Gov. Bill Lee and the financial stimulus accountability group announced an initial $50 million in federal coronavirus relief funds for the new supplemental employer recovery grant program to provide additional relief to small businesses suffering during the COVID-19 pandemic.
The new wave of funding includes specific support for minority-owned, women-owned and veteran-owned businesses, as well as businesses owned by disabled people.
“Small businesses are the backbone of our economy, and supporting them through these difficult times has been one of the core missions of the financial stimulus accountability group,” said Lee. “The SERG program will provide further relief to small businesses, especially those who may not have been able to access previous federal and state relief funds.”
Small business owners and nonprofit organizations can apply to receive reimbursement for eligible direct expenses or costs incurred as a result of business interruption due to the COVID-19 pandemic.
“The coronavirus has placed an inordinate burden on our small business owners. These businesses are critical economic drivers and the most vulnerable during times of crisis,” said Lt. Gov. Randy McNally, R-Oak Ridge. “I was grateful for the opportunity to work with my colleagues on the financial stimulus accountability group to provide this relief to businesses in need.”
The program’s application window opened Oct. 7 and will remain open until Dec. 29 or until all funds are depleted.

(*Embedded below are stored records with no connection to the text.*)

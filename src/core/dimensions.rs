//! Rank and shape of nested array literals.

use crate::core::Exercise;
use crate::domain::model::{RankEntry, RankReport};
use crate::utils::error::{LabError, Result};
use serde_json::Value;
use std::fmt;

/// 課堂範例：0 到 3 維的陣列
pub const LAB_LITERALS: [&str; 4] = [
    "42",
    "[1, 2, 3, 4, 5]",
    "[[1, 2, 3], [4, 5, 6]]",
    "[[[1, 2, 3], [4, 5, 6]], [[1, 2, 3], [4, 5, 6]]]",
];

#[derive(Debug, Clone, PartialEq)]
pub struct ArrayLiteral {
    source: String,
    shape: Vec<usize>,
}

impl ArrayLiteral {
    pub fn parse(text: &str) -> Result<Self> {
        let value: Value = serde_json::from_str(text).map_err(|e| LabError::InvalidLiteral {
            message: format!("'{}' is not valid JSON: {}", text, e),
        })?;
        let shape = shape_of(&value, 0)?;
        Ok(Self {
            source: text.trim().to_string(),
            shape,
        })
    }

    pub fn rank(&self) -> usize {
        self.shape.len()
    }

    pub fn shape(&self) -> &[usize] {
        &self.shape
    }

    pub fn source(&self) -> &str {
        &self.source
    }
}

fn shape_of(value: &Value, depth: usize) -> Result<Vec<usize>> {
    match value {
        Value::Number(_) | Value::Bool(_) | Value::String(_) => Ok(Vec::new()),
        Value::Null => Err(LabError::InvalidLiteral {
            message: format!("null element at depth {}", depth),
        }),
        Value::Object(_) => Err(LabError::InvalidLiteral {
            message: format!("object element at depth {}", depth),
        }),
        Value::Array(items) => {
            let len = items.len();
            let mut items = items.iter();
            let inner = match items.next() {
                Some(first) => shape_of(first, depth + 1)?,
                None => Vec::new(),
            };
            for item in items {
                let found = shape_of(item, depth + 1)?;
                if found != inner {
                    return Err(LabError::RaggedArray {
                        depth: depth + 1,
                        expected: inner,
                        found,
                    });
                }
            }

            let mut shape = Vec::with_capacity(inner.len() + 1);
            shape.push(len);
            shape.extend(inner);
            Ok(shape)
        }
    }
}

pub struct DimensionsExercise {
    literals: Vec<String>,
}

impl DimensionsExercise {
    pub fn new(literals: Vec<String>) -> Self {
        Self { literals }
    }

    pub fn lab_default() -> Self {
        Self::new(LAB_LITERALS.iter().map(|s| s.to_string()).collect())
    }
}

impl Exercise for DimensionsExercise {
    type Report = RankReport;

    fn name(&self) -> &'static str {
        "dims"
    }

    fn run(&self) -> Result<RankReport> {
        tracing::info!("Measuring rank of {} literals", self.literals.len());
        let entries = self
            .literals
            .iter()
            .map(|text| {
                let literal = ArrayLiteral::parse(text)?;
                tracing::debug!("{} -> rank {}", literal.source(), literal.rank());
                Ok(RankEntry {
                    rank: literal.rank(),
                    shape: literal.shape().to_vec(),
                    literal: literal.source,
                })
            })
            .collect::<Result<Vec<_>>>()?;
        Ok(RankReport { entries })
    }
}

impl fmt::Display for RankReport {
    fn fmt(&self, f: &mut fmt::Formatter<'_>) -> fmt::Result {
        let lines: Vec<String> = self
            .entries
            .iter()
            .map(|e| format!("{} (shape {:?}): {}", e.rank, e.shape, e.literal))
            .collect();
        write!(f, "{}", lines.join("\n"))
    }
}

#[cfg(test)]
mod tests {
    use super::*;

    #[test]
    fn test_lab_literal_ranks() {
        let report = DimensionsExercise::lab_default().run().unwrap();
        let ranks: Vec<usize> = report.entries.iter().map(|e| e.rank).collect();
        assert_eq!(ranks, vec![0, 1, 2, 3]);
        assert_eq!(report.entries[3].shape, vec![2, 2, 3]);
    }

    #[test]
    fn test_empty_array_has_rank_one() {
        let literal = ArrayLiteral::parse("[]").unwrap();
        assert_eq!(literal.rank(), 1);
        assert_eq!(literal.shape(), &[0]);
    }

    #[test]
    fn test_ragged_literal_is_rejected() {
        let err = ArrayLiteral::parse("[[1, 2], [3]]").unwrap_err();
        match err {
            LabError::RaggedArray { depth, expected, found } => {
                assert_eq!(depth, 1);
                assert_eq!(expected, vec![2]);
                assert_eq!(found, vec![1]);
            }
            other => panic!("unexpected error: {other}"),
        }

        assert!(ArrayLiteral::parse("[1, [2]]").is_err());
    }

    #[test]
    fn test_non_array_json_is_rejected() {
        assert!(matches!(ArrayLiteral::parse("{\"a\": 1}"), Err(LabError::InvalidLiteral { .. })));
        assert!(matches!(ArrayLiteral::parse("[null]"), Err(LabError::InvalidLiteral { .. })));
        assert!(matches!(ArrayLiteral::parse("[1,"), Err(LabError::InvalidLiteral { .. })));
    }

    #[test]
    fn test_display_lists_each_literal() {
        let report = DimensionsExercise::new(vec!["[[1, 2]]".to_string()]).run().unwrap();
        assert_eq!(report.to_string(), "2 (shape [1, 2]): [[1, 2]]");
    }
}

“We have stood with our businesses by initiating the small business relief program, and stabilizing the unemployment trust fund, and [this] announcement is yet another targeted solution to strengthen the Tennessee business community’s ongoing recovery efforts,” said House Speaker Cameron Sexton, R-Crossville. “All of these programs support our minority, women, disabled and service-disabled veteran business owners who are suffering during these extraordinary times. We need them to remain open and to thrive, and I applaud our stimulus accountability group for helping all Tennessee businesses get back up on their feet so they remain successful.”
Funds will be distributed on a first-come, first-served basis. Awards will be capped at $30,000. Businesses in low- to moderate-income census tracts, opportunity zones or promise zones will receive an additional $500 added to the maximum allowable expenses.
Ten percent of all funds distributed through the program will be reserved for eligible diversity business enterprises, classified as minority business enterprises, women business enterprises or service-disabled veteran business enterprises and enterprises owned by disabled persons.
The period for reimbursable expenses will be May 1 through Aug. 31. Eligible expenses and business interruption costs include, but are not limited to:
• costs to create social distancing measures.
• purchasing personal protective equipment for employees or customers.
• contactless equipment.
• payroll expenses.
• mortgage interest.
The SERG program follows the previously allocated $300 million for more than 40,000 qualifying businesses under the Tennessee business relief program.